また、大切なのは“人に贈りたくなる”ラインナップであることで、ラッピングなども、ひとつひとつリサイクルプラスチックや女性支援に繋がるオーガニックコットン素材を使いカラフルで遊び心のあるデザインを多数ご用意しています。

「【LINEギフト限定】 ありがとう!感謝の気持ちを込めて。ハンドケアラッピングギフト」は、人気のハンドクリームを感謝の気持ちを込めて贈ることができる特別パッケージ。この商品のラッピングもスタッフが手作業で行っているという。

LINEギフトにおいて、とりわけ注力されている価格帯は?

勢力さん:2,000円前後で、実際この価格帯の需要が高いですね。店舗では20,000円ほどの商品までバリエーションを用意していますが、LUSH製品のLINEギフトでの傾向としては高くても3,000円までの価格帯が強いです。

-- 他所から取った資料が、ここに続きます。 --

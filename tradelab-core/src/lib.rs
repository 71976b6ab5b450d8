//! Simulated trading engine: signal scoring, position sizing, a portfolio
//! ledger with strict accounting invariants, risk management with a sticky
//! emergency stop, and a deterministic day-by-day simulation loop.
//!
//! Market data and indicators arrive from external collaborators as
//! [`domain::FeatureRow`]s; classifier and news/sector/macro context are
//! optional trait objects with neutral defaults. The engine owns no I/O.

pub mod domain;
pub mod engine;
pub mod ledger;
pub mod params;
pub mod risk;
pub mod signal;
pub mod sizing;

pub use domain::{keys, Action, DailySnapshot, FeatureRow, Position, Signal, TradeRecord, TradeSide};
pub use engine::{FilterProvider, MarketData, RunResult, SimConfig, Simulation};
pub use ledger::{PortfolioLedger, TradeError};
pub use params::{ConfigError, RiskLimits, ScorerParams, SizerParams, TriggerWeights};
pub use risk::{RiskAlert, RiskLevel, RiskManager, RiskSummary};
pub use signal::{
    Classifier, MacroEnvironment, MacroOutlook, MacroProvider, MarketFilter, NewsProvider,
    NewsSentiment, NewsTrend, SectorInfo, SectorProvider, SignalScorer,
};
pub use sizing::PositionSizer;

また、御社はシーズナル商品の展開にも積極的な印象を受けます。

勢力さん:そうですね。今年の年始には新年限定コレクションとして、辰年に合わせて龍をモチーフにしたバスボムを販売しました。
また、日本のお風呂文化に合わせて、毎日のお風呂でほっと一息つける、心がやすらぐバスタイムを過ごしていただきたいという思いから、『一服シリーズ』というバスボムのギフトセットもご用意しています。『今日の一服』というギフトセットは LINE ギフト限定パッケージもご用意し、好評をいただいています。

「【LINE限定】ほっと一息。今日の一服 ギフト」は今日の気分に合わせて四季の旅を愉しむことができるバスボムセット。かわいいパッケージで癒しを届けられることから、LINEギフトで満足度の高い人気商品。

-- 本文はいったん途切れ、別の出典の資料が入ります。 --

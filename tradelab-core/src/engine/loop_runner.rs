//! The simulation loop: a sequential fold over the sorted union of dates.
//!
//! Per date, strictly in order: roll risk baselines, apply the market
//! filter, liquidate positions that breached their stop or target, score and
//! execute new signals, run the portfolio risk checks, take one snapshot.
//! Instruments are processed in ascending symbol order; the order is part of
//! the contract because it decides who gets filled when cash runs short.

use chrono::NaiveDate;
use log::{debug, info, warn};
use std::collections::{BTreeMap, BTreeSet};

use crate::domain::{Action, FeatureRow, Signal};
use crate::engine::state::{RunResult, SimConfig};
use crate::ledger::{PortfolioLedger, TradeError};
use crate::params::ConfigError;
use crate::risk::RiskManager;
use crate::signal::{MacroProvider, MarketFilter, SignalScorer};
use crate::sizing::PositionSizer;

/// Per-date market-filter source. The default allows trading at full size
/// every day.
pub trait FilterProvider: Send + Sync {
    fn filter(&self, date: NaiveDate) -> MarketFilter;
}

/// History for every instrument: symbol to rows, oldest first. The BTreeMap
/// keying gives the loop its deterministic instrument order.
pub type MarketData = BTreeMap<String, Vec<FeatureRow>>;

pub struct Simulation {
    config: SimConfig,
    scorer: SignalScorer,
    sizer: PositionSizer,
    filter: Option<Box<dyn FilterProvider>>,
    macro_outlook: Option<Box<dyn MacroProvider>>,
}

impl Simulation {
    pub fn new(config: SimConfig) -> Result<Self, ConfigError> {
        config.validate()?;
        let scorer = SignalScorer::new(config.scorer.clone(), config.sizer.clone());
        let sizer = PositionSizer::new(config.sizer.clone());
        Ok(Self {
            config,
            scorer,
            sizer,
            filter: None,
            macro_outlook: None,
        })
    }

    /// Replace the scorer, e.g. to attach a classifier or context providers.
    pub fn with_scorer(mut self, scorer: SignalScorer) -> Self {
        self.scorer = scorer;
        self
    }

    pub fn with_filter(mut self, provider: Box<dyn FilterProvider>) -> Self {
        self.filter = Some(provider);
        self
    }

    pub fn with_macro(mut self, provider: Box<dyn MacroProvider>) -> Self {
        self.macro_outlook = Some(provider);
        self
    }

    pub fn config(&self) -> &SimConfig {
        &self.config
    }

    /// Run to completion over `data`. Single-threaded and deterministic:
    /// identical inputs reproduce identical outputs bit for bit.
    pub fn run(&self, data: &MarketData) -> RunResult {
        let dates = self.date_union(data);
        let mut ledger = PortfolioLedger::new(self.config.initial_capital);
        let mut risk = RiskManager::new(self.config.initial_capital, self.config.limits.clone());
        let mut signals: Vec<Signal> = Vec::new();
        let mut previous_value = self.config.initial_capital;

        info!(
            "run start: {} instruments, {} dates, capital ${:.0}",
            data.len(),
            dates.len(),
            self.config.initial_capital
        );

        for &date in &dates {
            let prices = Self::prices_for(data, date);
            risk.roll_daily_reference(date, previous_value);

            let filter = self
                .filter
                .as_deref()
                .map_or_else(MarketFilter::default, |p| p.filter(date));
            risk.apply_market_filter(&filter);
            if let Some(outlook) = self
                .macro_outlook
                .as_deref()
                .and_then(|p| p.outlook(date))
            {
                risk.adapt_to_macro(&outlook);
            }

            // Liquidations strictly before new entries.
            self.liquidate(&mut ledger, &risk, &prices, date, &mut signals);

            let capital = ledger.mark_to_market(&prices);
            for (symbol, rows) in data {
                let history = history_through(rows, date);
                let Some(latest) = history.last() else {
                    continue;
                };
                if latest.date != date {
                    continue; // no bar for this instrument today
                }
                let signal = self.scorer.score(
                    symbol,
                    date,
                    history,
                    &filter,
                    ledger.position(symbol),
                );
                match signal.action {
                    Action::Buy => {
                        let executed = self.try_buy(
                            &mut ledger,
                            &risk,
                            &signal,
                            capital,
                            latest,
                            &filter,
                            date,
                        );
                        let mut signal = signal;
                        signal.quantity = executed;
                        signals.push(signal);
                    }
                    Action::Sell => {
                        let mut signal = signal;
                        if !risk.allows_trading() {
                            // Only forced stop/take-profit exits bypass the
                            // global gate.
                            debug!("sell gated for {symbol}: trading disallowed");
                        } else if let Some(position) = ledger.position(symbol) {
                            let quantity = position.quantity;
                            match ledger.sell(
                                symbol,
                                quantity,
                                signal.price,
                                date,
                                self.config.commission,
                            ) {
                                Ok(()) => signal.quantity = quantity,
                                Err(err) => debug!("sell skipped for {symbol}: {err}"),
                            }
                        }
                        signals.push(signal);
                    }
                    Action::Hold => {}
                }
            }

            let value = ledger.mark_to_market(&prices);
            risk.update_capital(value);
            risk.check_portfolio_risk(date, value, ledger.positions(), &prices);
            ledger.snapshot(date, &prices);
            previous_value = value;
        }

        let final_value = ledger
            .snapshots()
            .last()
            .map_or(self.config.initial_capital, |s| s.total_value);
        info!(
            "run complete: final ${final_value:.2}, {} trades, {} alerts",
            ledger.trades().len(),
            risk.alerts().len()
        );

        RunResult {
            initial_capital: self.config.initial_capital,
            final_value,
            trades: ledger.trades().to_vec(),
            snapshots: ledger.snapshots().to_vec(),
            signals,
            alerts: risk.alerts().to_vec(),
            total_commission: ledger.total_commission,
            winning_sells: ledger.winning_sells,
            losing_sells: ledger.losing_sells,
        }
    }

    /// Sorted union of bar dates across instruments, bounded by the config
    /// range.
    fn date_union(&self, data: &MarketData) -> Vec<NaiveDate> {
        let mut dates = BTreeSet::new();
        for rows in data.values() {
            for row in rows {
                if self.config.start.map_or(false, |s| row.date < s) {
                    continue;
                }
                if self.config.end.map_or(false, |e| row.date > e) {
                    continue;
                }
                dates.insert(row.date);
            }
        }
        dates.into_iter().collect()
    }

    fn prices_for(data: &MarketData, date: NaiveDate) -> BTreeMap<String, f64> {
        let mut prices = BTreeMap::new();
        for (symbol, rows) in data {
            if let Some(row) = rows.iter().find(|r| r.date == date) {
                if row.has_valid_price() {
                    prices.insert(symbol.clone(), row.close);
                }
            }
        }
        prices
    }

    /// Force-exit every held position whose price observation breached the
    /// effective stop-loss or take-profit. Bypasses the holding-period gate.
    fn liquidate(
        &self,
        ledger: &mut PortfolioLedger,
        risk: &RiskManager,
        prices: &BTreeMap<String, f64>,
        date: NaiveDate,
        signals: &mut Vec<Signal>,
    ) {
        let mut exits = Vec::new();
        for (symbol, position) in ledger.positions() {
            let Some(&price) = prices.get(symbol) else {
                continue;
            };
            let change = (price - position.avg_cost) / position.avg_cost;
            if change <= -risk.stop_loss_pct() {
                exits.push((symbol.clone(), position.quantity, price, "stop-loss exit"));
            } else if change >= risk.take_profit_pct() {
                exits.push((symbol.clone(), position.quantity, price, "take-profit exit"));
            }
        }
        for (symbol, quantity, price, reason) in exits {
            match ledger.sell(&symbol, quantity, price, date, self.config.commission) {
                Ok(()) => {
                    info!("{reason}: {quantity} {symbol} @ ${price:.2}");
                    signals.push(Signal::forced_exit(&symbol, date, price, quantity, reason));
                }
                Err(err) => warn!("liquidation failed for {symbol}: {err}"),
            }
        }
    }

    /// Gate and execute a buy signal. Returns the executed quantity, zero
    /// when gated or rejected.
    #[allow(clippy::too_many_arguments)]
    fn try_buy(
        &self,
        ledger: &mut PortfolioLedger,
        risk: &RiskManager,
        signal: &Signal,
        capital: f64,
        latest: &FeatureRow,
        filter: &MarketFilter,
        date: NaiveDate,
    ) -> i64 {
        if !risk.allows_trading() {
            debug!("buy gated for {}: trading disallowed", signal.symbol);
            return 0;
        }
        let already_held = ledger.has_position(&signal.symbol);
        if !already_held && ledger.open_position_count() >= self.config.limits.max_positions {
            debug!("buy gated for {}: position limit", signal.symbol);
            return 0;
        }

        let context = self.scorer.resolve_context(&signal.symbol, date);
        let adjustment = context.position_multiplier(filter);
        let mut quantity = self.sizer.size(
            capital,
            signal.price,
            latest.volatility_ratio(),
            signal.confidence,
            adjustment,
        );
        // Per-position limit from the risk manager's effective state.
        let position_cap = (capital * risk.max_position_pct() / signal.price).floor() as i64;
        let held = ledger.position(&signal.symbol).map_or(0, |p| p.quantity);
        quantity = quantity.min((position_cap - held).max(0));
        if quantity <= 0 {
            return 0;
        }

        match ledger.buy(
            &signal.symbol,
            quantity,
            signal.price,
            date,
            self.config.commission,
        ) {
            Ok(()) => quantity,
            Err(TradeError::InsufficientCash { .. }) => {
                debug!("buy skipped for {}: insufficient cash", signal.symbol);
                0
            }
            Err(err) => {
                warn!("buy failed for {}: {err}", signal.symbol);
                0
            }
        }
    }
}

/// The prefix of `rows` with dates up to and including `date`. Rows must be
/// sorted ascending by date; the scorer never sees a future bar.
fn history_through(rows: &[FeatureRow], date: NaiveDate) -> &[FeatureRow] {
    let end = rows.partition_point(|r| r.date <= date);
    &rows[..end]
}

レビュー機能に寄せられる声が、明日へのモチベーションに

LINEギフトの機能面については、どのような点に注目されていますか。

勢力さん:たとえばレビュー機能(※)は、私たちにとって製品を“受け取った側”の声を聞くことができる、大変貴重な機会であると感じています。どなたかから弊社の製品を贈られた方が、その喜びの声を書き込んでくださっていて、これはスタッフ一同、大きなモチベーションの源になっているんです。社内でも、「ちょっと疲れた時にはLINEギフトのレビューを見よう」というのが合言葉になっているほどです(笑)。
※レビュー機能について:https://linecorp.com/ja/pr/news/ja/2023/4666 

それは勢力さんご自身も?

勢力さん:もちろんです。単純に「うれしい」とか「かわいい」といった声を見ているだけで、人と人を繋げられた実感が得られて、とてもハッピーな気持ちになります。やはり普通の商品レビューと違い、受け取った時の感動が添えられていることが多いので、これはパワーになりますね。

eギフトから生まれる心地良い顧客体験

2022年3月からは、eギフトをLINEギフトに出品されています。これにはどのような狙いがあるのでしょうか。

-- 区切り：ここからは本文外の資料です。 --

//! Day-by-day simulation over time-aligned feature rows.

pub mod loop_runner;
pub mod state;

pub use loop_runner::{FilterProvider, MarketData, Simulation};
pub use state::{RunResult, SimConfig};
//! Parallel parameter sweep over scorer-threshold grids.
//!
//! Each grid point is a fully independent run: its own ledger, risk manager,
//! and scorer. That independence is what makes the rayon fan-out safe.

use log::info;
use rayon::prelude::*;
use serde::{Deserialize, Serialize};

use crate::config::{RunConfig, RunId};
use crate::metrics::PerformanceMetrics;
use crate::runner::{RunError, Runner};

/// Threshold grid. The cross product of the two axes is swept.
#[derive(Debug, Clone, Serialize, Deserialize)]
pub struct SweepGrid {
    pub buy_thresholds: Vec<f64>,
    pub sell_thresholds: Vec<f64>,
}

impl Default for SweepGrid {
    fn default() -> Self {
        Self {
            buy_thresholds: vec![2.5, 3.0, 3.5, 4.0, 4.5],
            sell_thresholds: vec![2.0, 2.5, 3.0, 3.5, 4.0],
        }
    }
}

impl SweepGrid {
    pub fn size(&self) -> usize {
        self.buy_thresholds.len() * self.sell_thresholds.len()
    }

    /// One config per grid point, derived from `base`.
    pub fn expand(&self, base: &RunConfig) -> Vec<RunConfig> {
        let mut configs = Vec::with_capacity(self.size());
        for &buy in &self.buy_thresholds {
            for &sell in &self.sell_thresholds {
                let mut config = base.clone();
                config.name = format!("{}-b{buy:.1}-s{sell:.1}", base.name);
                config.sim.scorer.buy_threshold = buy;
                config.sim.scorer.sell_threshold = sell;
                configs.push(config);
            }
        }
        configs
    }
}

/// One leaderboard row.
#[derive(Debug, Clone, Serialize, Deserialize)]
pub struct SweepEntry {
    pub run_id: RunId,
    pub name: String,
    pub buy_threshold: f64,
    pub sell_threshold: f64,
    pub metrics: PerformanceMetrics,
}

/// Run the grid in parallel and return entries ranked by Sharpe, best
/// first. Ties (and NaNs) fall back to run-id order so the leaderboard is
/// deterministic.
pub fn run_sweep(base: &RunConfig, grid: &SweepGrid) -> Result<Vec<SweepEntry>, RunError> {
    let configs = grid.expand(base);
    info!("sweep: {} configurations", configs.len());

    let results: Vec<Result<SweepEntry, RunError>> = configs
        .into_par_iter()
        .map(|config| {
            let buy_threshold = config.sim.scorer.buy_threshold;
            let sell_threshold = config.sim.scorer.sell_threshold;
            let backtest = Runner::new(config).run()?;
            Ok(SweepEntry {
                run_id: backtest.run_id,
                name: backtest.name,
                buy_threshold,
                sell_threshold,
                metrics: backtest.metrics,
            })
        })
        .collect();

    let mut entries = Vec::with_capacity(results.len());
    for result in results {
        entries.push(result?);
    }
    entries.sort_by(|a, b| {
        b.metrics
            .sharpe
            .partial_cmp(&a.metrics.sharpe)
            .unwrap_or(std::cmp::Ordering::Equal)
            .then_with(|| a.run_id.cmp(&b.run_id))
    });
    Ok(entries)
}

#[cfg(test)]
mod tests {
    use super::*;

    #[test]
    fn grid_expands_to_cross_product() {
        let grid = SweepGrid {
            buy_thresholds: vec![3.0, 4.0],
            sell_thresholds: vec![2.5, 3.0, 3.5],
        };
        let configs = grid.expand(&RunConfig::default());
        assert_eq!(configs.len(), 6);
        assert!(configs
            .iter()
            .any(|c| c.sim.scorer.buy_threshold == 4.0 && c.sim.scorer.sell_threshold == 3.5));
        // Names are distinct, so artifacts never collide.
        let mut names: Vec<_> = configs.iter().map(|c| c.name.clone()).collect();
        names.sort();
        names.dedup();
        assert_eq!(names.len(), 6);
    }

    #[test]
    fn expanded_configs_keep_base_settings() {
        let mut base = RunConfig::default();
        base.sim.initial_capital = 25_000.0;
        let configs = SweepGrid::default().expand(&base);
        assert!(configs.iter().all(|c| c.sim.initial_capital == 25_000.0));
        assert_eq!(configs.len(), 25);
    }
}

勢力さん:お客様とのタッチポイントを増やす意味合いが大きいですね。店頭であればスタッフとの会話を機にLUSHのファンになっていただくこともあると思いますが、オンラインではそうはいきません。
その点において、電子チケットを贈るという消費行動が根付いてきたこともあり、eギフトは一定の成果を得ています。
また、バリエーションの中で、1,000円よりも2,000円、3,000円のeギフトのニーズが高いことから、少しスペシャルなものを贈りたいというお客様の気持ちが見えるように感じます。
来店されるお客様はeギフトを手に「好きな商品を選べる!」とハッピーな気持ちでLUSHへ来店し、接客を受ける。それに対し、LUSH側もより良いかたちでeギフトを使っていただきたいという思いがあるので、お互いに満足度の高い施策だと思います。

ここまでのLINEギフトでの取り組みを、社内ではどのように評価していますか?

勢力さん:これはもう、ただただ感謝しかありません。たとえば今年の新春特集で、ヴィーガン対応の入浴料セット『ブルーミング ドラゴン ギフト』を、LINEギフト公式Xアカウントとコラボしてキャンペーン展開したところ、弊社のすべての販路の中でLINEギフトが売り上げ1位になりました。
旗艦店であるLUSH新宿店を抜いたことは、社内で驚きをもって受け止められています。あらためてLINEギフトというプラットフォームの影響力を感じました。
「LINEギフト公式Xアカウントでのコラボキャンペーン。商品×シーズンがマッチしたキャンペーンで多くの反響を呼んだ。
※本キャンペーンは終了しております。

最後に、LINEギフトに今後期待することを聞かせてください。

勢力さん:一番の期待は、やはりまだ私たちの製品と接点を持っていない、潜在的なお客様と繋がれることです。これまでの取り組みから、クリスマスやバースデーに最も需要が集まることがわかっていますから、我々としてはそこに特化した商品展開を、さらに工夫していかなければなりません。
また、たとえば人気商品の「ハンドケアラッピングギフト」では、包んでいるオリジナル風呂敷の「ノットラップ」にペットボトルを再利用した素材を使用しています。また、包装を開けて終わりではなく、ノットラップをその後もエコバックなどとして再利用いただけますので、ギフトを受け取った後もエシカルな考えを広めていけるのではないかと思います。今後もLINEギフトを通じて、こうした取り組みは続けていきたいですね。